Quindi, selezionare la modalità DSEVC dell'amplificatore. Nella sezione mode dell'amplificatore, selezionare il tasto SEVC e passare alla discont. Posizione SEVC.
Impostare la velocità di commutazione su 500 a 1.000 hertz, come determinato dalla velocità dell'elettrodo. Successivamente, fornire un lampo di luce e osservare il flusso di ioni evocato. Quindi, fornire un paio di impulsi di luce e applicare il secondo flash dopo un intervallo di tempo desiderato.
Digitalizzare le correnti con un campionamento di 10 kilohertz con il software di acquisizione dati e salvare i dati per l'analisi offline. Qui è mostrato un protocollo a due impulsi. Gli stimoli leggeri sono stati applicati a zero millisecondi e 700 millisecondi.
Questa figura mostra il ripristino dalla desensibilizzazione. Ecco il recupero della latenza, ecco il picco di recupero corrente, ed ecco il tempo di desensibilizzazione costante tau recovery. Gli esperimenti sono stati eseguiti a zero ore circadiane.
Questa figura mostra il recupero dalla desensibilizzazione in funzione del tempo circadiano. Questo è il recupero iP, questo è il recupero L, e questo è il recupero tau, e questo grafico mostra le costanti di tempo ponderate. I processi bifasici sono contrassegnati da una freccia.
Una volta padroneggiata, questa tecnica può essere eseguita in due ore, se eseguita correttamente. Durante il tentativo di questa procedura, è importante ricordare di mirare a un basso rumore e una bassa corrente di perdita, compromissione del fotorecettore.
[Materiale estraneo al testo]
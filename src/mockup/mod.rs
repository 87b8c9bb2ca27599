//! Store-listing mockup composition

pub mod engine;
pub mod layout;

pub use engine::{output_filename, MockupEngine};
pub use layout::SlideLayout;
Seguendo questa procedura, altri metodi, come i saggi farmacologici, possono essere fatti per rispondere a domande aggiuntive, come il coinvolgimento di particolari canali, recettori o vie di segnalazione.
Dopo il suo sviluppo, questa tecnica ha spianato la strada ai ricercatori nel campo della neurobiologia per esplorare la dipendenza circadiana dal tempo delle proprietà elettrofisiologiche delle cellule fotorecettori. Dopo aver guardato questo video, dovresti avere una buona comprensione di come studiare la desensibilizzazione e il recupero della corrente di trasduzione attivata dalla luce utilizzando la tecnica di registrazione intracellulare.